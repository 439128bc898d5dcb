extern crate lexers;

pub use lexers::{tokenize, Assoc, BinOp, LexError, MathTokenizer, Paren, Token, UnOp};

pub use parser::convert;
pub use parser::precedence;
pub use parser::ConvertError;
pub use parser::RPNExpr;
pub use parser::ShuntingParser;

pub mod parser;

pub use self::rpneval::{evaluate, int_pow, EvalError};
pub use self::rpnprint::dump_queue;

mod rpnprint;
mod rpneval;
#[cfg(test)]
mod rpneval_test;

mod error;
pub use error::Error;

/// Tokenize, convert and evaluate `expr` in one go.
pub fn eval_str(expr: &str) -> Result<i64, Error> {
    let rpn = ShuntingParser::parse_str(expr)?;
    Ok(rpn.eval()?)
}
:::
**Work instructions:** Write each line of the data above out again without altering a word.

**Reply:**
repository 439128bc898d5dcb
extern crate lexers;

pub use lexers::{tokenize, Assoc, BinOp, LexError, MathTokenizer, Paren, Token, UnOp};

pub use parser::convert;
pub use parser::precedence;
pub use parser::ConvertError;
pub use parser::RPNExpr;
pub use parser::ShuntingParser;

pub mod parser;

pub use self::rpneval::{evaluate, int_pow, EvalError};
pub use self::rpnprint::dump_queue;

mod rpnprint;
mod rpneval;
#[cfg(test)]
mod rpneval_test;

mod error;
pub use error::Error;

/// Tokenize, convert and evaluate `expr` in one go.
pub fn eval_str(expr: &str) -> Result<i64, Error> {
    let rpn = ShuntingParser::parse_str(expr)?;
    Ok(rpn.eval()?)
}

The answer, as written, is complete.